Los examinadores

Este es el tema que tiene más de leyenda urbana en el asunto de sacarse el carnet. Vamos a intentar desmitificar la figura del examinador. Vamos a intentar que  veáis que realmente no son más que funcionarios cumpliendo con sus horas de trabajo.

La labor que desempeñan estos señores no es nada fácil, al contrario, es muy complicada. No tanto por la dificultad que para ellos supone evaluar el examen si no por el marco en el que se desarrolla. Vamos a intentar ponernos por un momento en su lugar.

Una situación tensa, también para el examinador

Estos señores hacen a diario unas 16 pruebas, es decir, 16 exámenes ¿os podéis imaginar lo que supone estar sentado en el asiento trasero del coche que conduce una persona que está súper nerviosa y que tiene la preparación y experiencia básica para conducir?

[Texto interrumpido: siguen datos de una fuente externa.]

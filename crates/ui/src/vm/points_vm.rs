use boba_core::model::UserProfile;

#[derive(Clone, Debug, PartialEq, Eq)]
pub struct MilestoneTileVm {
    pub icon: &'static str,
    pub label: &'static str,
    pub value: u32,
}

#[derive(Clone, Debug, PartialEq)]
pub struct PointsProgressVm {
    pub heading: String,
    pub remaining_label: String,
    pub counter_label: String,
    pub percent_label: String,
    pub level_label: String,
    pub bar_percentage: f64,
    pub show_bubbles: bool,
    pub counter_on_bar: bool,
    pub milestones: Vec<MilestoneTileVm>,
}

#[must_use]
pub fn map_points_progress(profile: &UserProfile) -> PointsProgressVm {
    let progress = profile.progress();
    let level = profile.level();
    let badge = level.badge();
    let percentage = progress.percentage();

    PointsProgressVm {
        heading: format!("{badge} Progress to Next Level {badge}"),
        remaining_label: format!(
            "{} points until your next level up! 🚀",
            progress.remaining()
        ),
        counter_label: format!("{} / {}", progress.current(), progress.target()),
        percent_label: format!("{}% Complete", progress.rounded_percentage()),
        level_label: format!("🎯 Current: {}", level.title()),
        bar_percentage: percentage,
        show_bubbles: percentage > 20.0,
        counter_on_bar: percentage > 50.0,
        milestones: vec![
            MilestoneTileVm {
                icon: "🧋",
                label: "Drinks Ordered",
                value: progress.drinks_ordered(),
            },
            MilestoneTileVm {
                icon: "👥",
                label: "Friends Made",
                value: progress.friends_made(),
            },
            MilestoneTileVm {
                icon: "📝",
                label: "Reviews Written",
                value: progress.reviews_written(),
            },
            MilestoneTileVm {
                icon: "🎉",
                label: "Events Attended",
                value: progress.events_attended(),
            },
        ],
    }
}

#[cfg(test)]
mod tests {
    use super::*;

    #[test]
    fn returning_member_labels() {
        let vm = map_points_progress(&UserProfile::returning_member("Boba Lover"));
        assert_eq!(vm.heading, "👑 Progress to Next Level 👑");
        assert_eq!(vm.remaining_label, "750 points until your next level up! 🚀");
        assert_eq!(vm.counter_label, "1250 / 2000");
        assert_eq!(vm.percent_label, "63% Complete");
        assert_eq!(vm.level_label, "🎯 Current: Bubble Tea Master");
        assert!(vm.show_bubbles);
        assert!(vm.counter_on_bar);
        assert_eq!(vm.milestones[0].value, 25);
    }

    #[test]
    fn new_member_bar_is_short() {
        let vm = map_points_progress(&UserProfile::new_member("Taro"));
        assert_eq!(vm.percent_label, "10% Complete");
        assert!(!vm.show_bubbles);
        assert!(!vm.counter_on_bar);
    }
}
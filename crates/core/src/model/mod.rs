mod award;
mod plan;
mod points;
mod profile;
mod progress;
mod quiz;

pub use award::AwardEvent;
pub use plan::{CHECK_IN_POINTS, Plan, QUIZ_POINTS};
pub use points::{LEVEL_STEP, PointsProgress};
pub use profile::{Level, UserProfile};
pub use progress::{DailyProgress, ProgressError, RewardState};
pub use quiz::{QUIZ_OPTION_COUNT, QuizError, QuizItem};
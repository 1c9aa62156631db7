mod engine;

pub use engine::RewardEngine;
use boba_core::model::UserProfile;
use services::Clock;

/// Session-wide values handed to the view tree by the composition root.
///
/// Only plain data lives here; the points ledger is created per mounted
/// profile view.
#[derive(Clone, Debug, PartialEq)]
pub struct AppContext {
    initial_profile: UserProfile,
    clock: Clock,
    open_rewards_on_launch: bool,
}

impl AppContext {
    #[must_use]
    pub fn new(initial_profile: UserProfile, clock: Clock) -> Self {
        Self {
            initial_profile,
            clock,
            open_rewards_on_launch: false,
        }
    }

    #[must_use]
    pub fn with_rewards_open(mut self, open: bool) -> Self {
        self.open_rewards_on_launch = open;
        self
    }

    #[must_use]
    pub fn initial_profile(&self) -> UserProfile {
        self.initial_profile.clone()
    }

    #[must_use]
    pub fn clock(&self) -> Clock {
        self.clock
    }

    #[must_use]
    pub fn open_rewards_on_launch(&self) -> bool {
        self.open_rewards_on_launch
    }
}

Es cierto que junto al alumno que se está examinando va su  profesor de autoescuela, con un doble pedal y muy atento a lo que pueda ocurrir, pero el examinador sabe que sólo va a actuar en una situación muy extrema. En el momento que el profesor toque los pedales y salte la chicharra (la chicharra es un chivato con un sonido muy desagradable que suena si el profesor toca el doble pedal) o toque el volante, el alumno está suspendido.

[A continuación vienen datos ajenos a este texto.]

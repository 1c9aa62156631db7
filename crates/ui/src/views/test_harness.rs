use dioxus::core::NoOpMutations;
use dioxus::prelude::*;

use boba_core::model::UserProfile;
use boba_core::time::fixed_now;
use services::Clock;

use crate::context::AppContext;
use crate::views::reward::RewardTestHandles;
use crate::views::{DailyRewardModal, ProfileView};

#[derive(Clone, Copy, Debug, PartialEq, Eq)]
pub enum ViewKind {
    Profile,
    RewardModal,
}

#[derive(Props, Clone)]
struct ViewHarnessProps {
    context: AppContext,
    view: ViewKind,
    reward_handles: RewardTestHandles,
}

impl PartialEq for ViewHarnessProps {
    fn eq(&self, _other: &Self) -> bool {
        true
    }
}

#[component]
fn ViewHarnessRoot(props: ViewHarnessProps) -> Element {
    let context = props.context.clone();
    use_context_provider(|| context);
    let handles = props.reward_handles.clone();
    use_context_provider(|| handles);
    match props.view {
        ViewKind::Profile => rsx! { ProfileView {} },
        ViewKind::RewardModal => rsx! {
            DailyRewardModal {
                on_close: move |_: ()| {},
                on_earn_points: move |_points: u32| {},
            }
        },
    }
}

pub struct ViewHarness {
    pub dom: VirtualDom,
    pub reward_handles: RewardTestHandles,
}

impl ViewHarness {
    pub fn rebuild(&mut self) {
        self.dom.rebuild_in_place();
        drive_dom(&mut self.dom);
    }

    pub fn drive(&mut self) {
        drive_dom(&mut self.dom);
    }

    pub fn render(&self) -> String {
        dioxus_ssr::render(&self.dom)
    }
}

pub fn drive_dom(dom: &mut VirtualDom) {
    dom.process_events();
    dom.render_immediate(&mut NoOpMutations);
    dom.process_events();
}

pub fn setup_view_harness(view: ViewKind, profile: UserProfile, rewards_open: bool) -> ViewHarness {
    let context = AppContext::new(profile, Clock::fixed(fixed_now())).with_rewards_open(rewards_open);
    let reward_handles = RewardTestHandles::default();
    let dom = VirtualDom::new_with_props(
        ViewHarnessRoot,
        ViewHarnessProps {
            context,
            view,
            reward_handles: reward_handles.clone(),
        },
    );
    ViewHarness {
        dom,
        reward_handles,
    }
}
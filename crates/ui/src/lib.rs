pub mod app;
pub mod context;
pub mod routes;
pub mod views;
pub mod vm;

pub use app::App;
pub use context::AppContext;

¿Os habéis puesto en el pellejo del examinador aunque sólo haya sido por un minuto? En esas circunstancias no se puede estar muy sonriente, como mínimo se estará tenso, ¿verdad? Pues de ahí el carácter «serio» de los examinadores.

Muchos alumnos le dicen a los profesores, «¿pero es que no pueden ser más simpáticos? ¡Vaya cara tienen!» Pues la misma cara que tiene el conductor de autobús, o el que pone café en el bar, o la que tú tienes cuando estás trabajando o estudiando. ¿A que no estás cantando? Pues eso.

El examinador no te tiene manía

También es necesario que entiendas, por tu bien, que los examinadores en la mayoría de los casos no conocen de nada a los alumnos que se van examinar. Para ellos son un nombre con un DNI y por eso, precisamente por eso, no tienen un interés especial en suspender a Pepito o a Antoñito. Si suspende al alumno es porque ha cometido fallos y no porque le tenga manía.

Es cierto que los fallos que se comenten durante el examen, a veces son apenas perceptibles por el conductor: No siempre son tan evidentes como saltarse un semáforo en rojo. Puede ser también que no veas un ceda el paso, te lo saltes y en ese momento no venga nadie, y tú entiendas que no ha pasado nada porque no has visto nada; pero pasar si que ha pasado, y nada bueno.

Algunas veces durante el examen de conducir van dos alumnos en el mismo coche. Es decir, van en el coche el profesor, el examinador y dos chicos, uno que va los mandos del vehículo haciendo el examen y otro detrás sentado junto al examinador esperando a examinarse. La percepción del chico que va detrás viendo como su compañero se examina es por completo diferente a la que tiene cuando él se pone a los mandos del vehículo. Detrás lo ve todo y cuando se sienta delante poniéndose delante del toro la cosa cambia… a peor.

Debemos confiar en que el criterio del examinador no es caprichoso si no que está basado en su profesionalidad y que, aunque se pueden equivocar, lo normal es que sea un suspenso justo, nos guste o no.

 No, no exagera

autoescuela

Es muy común pensar que los examinadores suspenden por muy poca cosa. Realmente los alumnos no ven la importancia de sus actuaciones durante el examen porque en la conducción diaria a lo mejor no la tienen, pero el día del examen sí la tiene. Por ejemplo… un toquecito al retrovisor de un  coche que está estacionado a nuestra derecha, subirnos un poquito al bordillo de la acera cuando estamos estacionando o quedarnos detrás del camión que recoge la basura. ¿A qué conductor no le ha pasado algo parecido? Pues yo creo que a todos, incluido al propio examinador.

Pero claro, hay momentos y momentos. No es lo mismo cometer falta de ortografía cuando estás mandando un WhatsApp a un colega que cuando haces un examen de Lengua, o fallar un penalti en una pachanga con tus amigos que en la final de la Champions League. Si cometes un error el examinador no tiene más remedio que anotarlo, que para eso le pagan.

El examinador sólo está haciendo su trabajo.

No te van a suspender por la cara… Pero tampoco esperes que te aprueben por la cara. Ni tampoco vayas al examen a probar suerte, al examen hay que ir con un mínimo de destreza.

Así que ya lo sabes… ¡¡Ánimo y a por tu carnet!!